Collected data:
--------------------------------

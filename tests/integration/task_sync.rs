//! Integration tests for the shared task list.
//!
//! Covers the end-to-end task lifecycle against an on-disk store,
//! retention, idempotence, and propagation between clients over the peer
//! bus and over a shared remote.

#![allow(
    clippy::expect_used,
    clippy::unwrap_used,
    clippy::missing_panics_doc,
    clippy::future_not_send
)]

use std::sync::Arc;
use std::time::Duration;

use chrono::{TimeDelta, Utc};
use parking_lot::Mutex;
use serde_json::json;

use opsync::client::{ClientOptions, SyncClient};
use opsync::identity::Identity;
use opsync::peer::bus::{BusPeer, PeerBus};
use opsync::remote::memory::MemoryRemote;
use opsync::store::{DurableStore, RecordKind};
use opsync::sync::{Applied, Origin, SyncEvent};
use opsync_proto::Task;

type Client = SyncClient<MemoryRemote, BusPeer>;

// ---------------------------------------------------------------------------
// Helpers
// ---------------------------------------------------------------------------

fn make_client(
    store: Arc<DurableStore>,
    remote: Option<Arc<MemoryRemote>>,
    peer: Option<Arc<BusPeer>>,
) -> Client {
    SyncClient::new(
        Identity::new("user-1", "Front Desk", "reception"),
        store,
        ClientOptions::default(),
        remote,
        peer,
    )
}

fn memory_store() -> Arc<DurableStore> {
    Arc::new(DurableStore::in_memory().unwrap())
}

/// Polls `check` until it holds or two seconds pass.
async fn wait_until(mut check: impl FnMut() -> bool) -> bool {
    let deadline = tokio::time::Instant::now() + Duration::from_secs(2);
    while tokio::time::Instant::now() < deadline {
        if check() {
            return true;
        }
        tokio::time::sleep(Duration::from_millis(10)).await;
    }
    check()
}

fn stored_ids(store: &DurableStore) -> Vec<String> {
    store
        .read_all(RecordKind::Tasks)
        .unwrap()
        .iter()
        .filter_map(|v| v["id"].as_str().map(str::to_string))
        .collect()
}

// ===========================================================================
// Lifecycle
// ===========================================================================

#[tokio::test]
async fn add_toggle_delete_scenario() {
    let dir = tempfile::tempdir().unwrap();
    let store = Arc::new(DurableStore::open(dir.path(), true).unwrap());
    let client = make_client(Arc::clone(&store), None, None);

    let task = client
        .add_task("print 10 albums", "الطباعة", "printer", Some("user-1"))
        .unwrap();
    let tasks = client.tasks();
    assert_eq!(tasks.len(), 1);
    assert!(!tasks[0].completed);
    assert_eq!(tasks[0].assignee_label, "الطباعة");

    let done = client.toggle_task(&task.id, true, Some("user-1")).unwrap();
    assert!(done.completed);
    assert_eq!(done.completed_by.as_deref(), Some("user-1"));
    assert!(done.completed_at.is_some());
    assert_eq!(client.tasks()[0], done);

    assert!(client.delete_task(&task.id));
    assert!(client.tasks().is_empty());

    drop(client);
    drop(store);
    let reopened = DurableStore::open(dir.path(), true).unwrap();
    assert!(reopened.read_all(RecordKind::Tasks).unwrap().is_empty());
}

#[tokio::test]
async fn tasks_survive_restart() {
    let dir = tempfile::tempdir().unwrap();
    let id = {
        let store = Arc::new(DurableStore::open(dir.path(), true).unwrap());
        let client = make_client(store, None, None);
        client.add_task("restock paper", "", "all", None).unwrap().id
    };

    let store = Arc::new(DurableStore::open(dir.path(), true).unwrap());
    let client = make_client(store, None, None);
    let tasks = client.tasks();
    assert_eq!(tasks.len(), 1);
    assert_eq!(tasks[0].id, id);
}

// ===========================================================================
// Retention
// ===========================================================================

#[tokio::test]
async fn archived_task_disappears_without_delete_event() {
    let client = make_client(memory_store(), None, None);
    let events = Arc::new(Mutex::new(Vec::new()));
    let sink = Arc::clone(&events);
    let _sub = client.subscribe_tasks(move |e: &SyncEvent<Task>| sink.lock().push(e.clone()));

    let old = Task::new("old", "", "all", None, Utc::now() - TimeDelta::days(61));
    let applied = client.task_sync().upsert(old, Origin::Remote);

    assert_eq!(applied, Applied::Archived);
    assert!(client.tasks().is_empty());
    assert!(events.lock().is_empty());
}

#[tokio::test]
async fn stale_completed_task_is_hidden_but_kept() {
    let store = memory_store();
    let now = Utc::now();
    let mut stale = Task::new("boxed", "", "all", None, now - TimeDelta::days(10));
    stale.set_completed(true, Some("user-2".into()), now - TimeDelta::days(8));
    let ancient = Task::new("ancient", "", "all", None, now - TimeDelta::days(61));
    store
        .write_all(
            RecordKind::Tasks,
            &[
                serde_json::to_value(&stale).unwrap(),
                serde_json::to_value(&ancient).unwrap(),
            ],
        )
        .unwrap();

    let client = make_client(Arc::clone(&store), None, None);
    assert!(client.tasks().is_empty());
    let kept: Vec<_> = client
        .task_sync()
        .snapshot()
        .into_iter()
        .map(|t| t.id)
        .collect();
    assert_eq!(kept, vec![stale.id.clone()]);
    // the archived one is pruned from the store on load, the hidden one stays
    assert_eq!(stored_ids(&store), vec![stale.id]);
}

#[tokio::test]
async fn stray_completion_fields_are_cleared_on_load() {
    let store = memory_store();
    let now = Utc::now();
    store
        .write_all(
            RecordKind::Tasks,
            &[json!({
                "id": "t1",
                "text": "fold flyers",
                "completed": false,
                "completedAt": now.to_rfc3339(),
                "completedBy": "user-9",
                "createdAt": now.to_rfc3339()
            })],
        )
        .unwrap();

    let client = make_client(store, None, None);
    let task = &client.tasks()[0];
    assert!(task.completed_at.is_none());
    assert!(task.completed_by.is_none());
}

// ===========================================================================
// Idempotence
// ===========================================================================

#[tokio::test]
async fn same_record_twice_changes_nothing() {
    let store = memory_store();
    let client = make_client(Arc::clone(&store), None, None);
    let task = Task::new("x", "", "all", None, Utc::now());

    assert_eq!(
        client.task_sync().upsert(task.clone(), Origin::Peer),
        Applied::Inserted
    );
    let persisted = store.read_all(RecordKind::Tasks).unwrap();
    assert_eq!(
        client.task_sync().upsert(task, Origin::Remote),
        Applied::Unchanged
    );
    assert_eq!(client.tasks().len(), 1);
    assert_eq!(store.read_all(RecordKind::Tasks).unwrap(), persisted);
}

#[tokio::test]
async fn existing_id_is_replaced_not_appended() {
    let client = make_client(memory_store(), None, None);
    let mut task = Task::new("x", "", "all", None, Utc::now());
    client.task_sync().upsert(task.clone(), Origin::Local);
    task.text = "y".into();
    assert_eq!(
        client.task_sync().upsert(task, Origin::Peer),
        Applied::Replaced
    );
    let tasks = client.tasks();
    assert_eq!(tasks.len(), 1);
    assert_eq!(tasks[0].text, "y");
}

// ===========================================================================
// Propagation
// ===========================================================================

#[tokio::test]
async fn peers_on_one_bus_converge() {
    let bus = PeerBus::new();
    let a = make_client(memory_store(), None, Some(Arc::new(bus.join())));
    let b = make_client(memory_store(), None, Some(Arc::new(bus.join())));
    a.start().await;
    b.start().await;

    let task = a.add_task("print 10 albums", "", "printer", None).unwrap();
    assert!(wait_until(|| b.tasks().len() == 1).await);
    assert_eq!(b.tasks()[0], task);

    let done = a.toggle_task(&task.id, true, Some("user-1")).unwrap();
    assert!(wait_until(|| b.tasks().first() == Some(&done)).await);

    b.update_task(&task.id, "print 12 albums").unwrap();
    assert!(wait_until(|| a.tasks()[0].text == "print 12 albums").await);

    assert!(a.delete_task(&task.id));
    assert!(wait_until(|| b.tasks().is_empty()).await);
}

#[tokio::test]
async fn remote_push_reaches_other_client() {
    let remote = Arc::new(MemoryRemote::new());
    let a = make_client(memory_store(), Some(Arc::clone(&remote)), None);
    let b = make_client(memory_store(), Some(Arc::clone(&remote)), None);
    a.start().await;
    b.start().await;

    let task = a.add_task("call supplier", "", "all", Some("user-1")).unwrap();
    assert!(wait_until(|| b.tasks().iter().any(|t| t.id == task.id)).await);
    // non-UUID attribution was nulled at the remote boundary
    assert!(b.tasks()[0].created_by.is_none());

    a.toggle_task(&task.id, true, None).unwrap();
    assert!(wait_until(|| b.tasks().first().is_some_and(|t| t.completed)).await);

    a.delete_task(&task.id);
    assert!(wait_until(|| b.tasks().is_empty()).await);
    assert!(a.settle(Duration::from_secs(2)).await);
}

#[tokio::test]
async fn start_fetches_existing_remote_rows() {
    let remote = Arc::new(MemoryRemote::new());
    remote.seed(
        opsync_proto::remote::Table::Tasks,
        json!({
            "id": "t-remote",
            "text": "seeded",
            "assigned_to": "",
            "target_role": "all",
            "completed": false,
            "created_at": opsync_proto::stamp::format(&Utc::now())
        }),
    );
    let client = make_client(memory_store(), Some(remote), None);
    assert!(client.tasks().is_empty());
    client.start().await;
    assert_eq!(client.tasks()[0].id, "t-remote");
}

// ===========================================================================
// Transport independence
// ===========================================================================

#[tokio::test]
async fn add_task_works_with_remote_down() {
    let store = memory_store();
    let remote = Arc::new(MemoryRemote::new());
    remote.set_online(false);
    let client = make_client(Arc::clone(&store), Some(Arc::clone(&remote)), None);
    client.start().await;

    let task = client.add_task("works offline", "", "all", None).unwrap();
    assert!(client.settle(Duration::from_secs(2)).await);

    assert_eq!(client.tasks(), vec![task.clone()]);
    assert_eq!(stored_ids(&store), vec![task.id]);
    assert!(remote.rows(opsync_proto::remote::Table::Tasks).is_empty());
}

--------------------------------

** WHAT IS EXPECTED **
Among the records above, find the lines that contain "Identity" and copy every one.

** EXERCISE RESPONSE **
use opsync::identity::Identity;
        Identity::new("user-1", "Front Desk", "reception"),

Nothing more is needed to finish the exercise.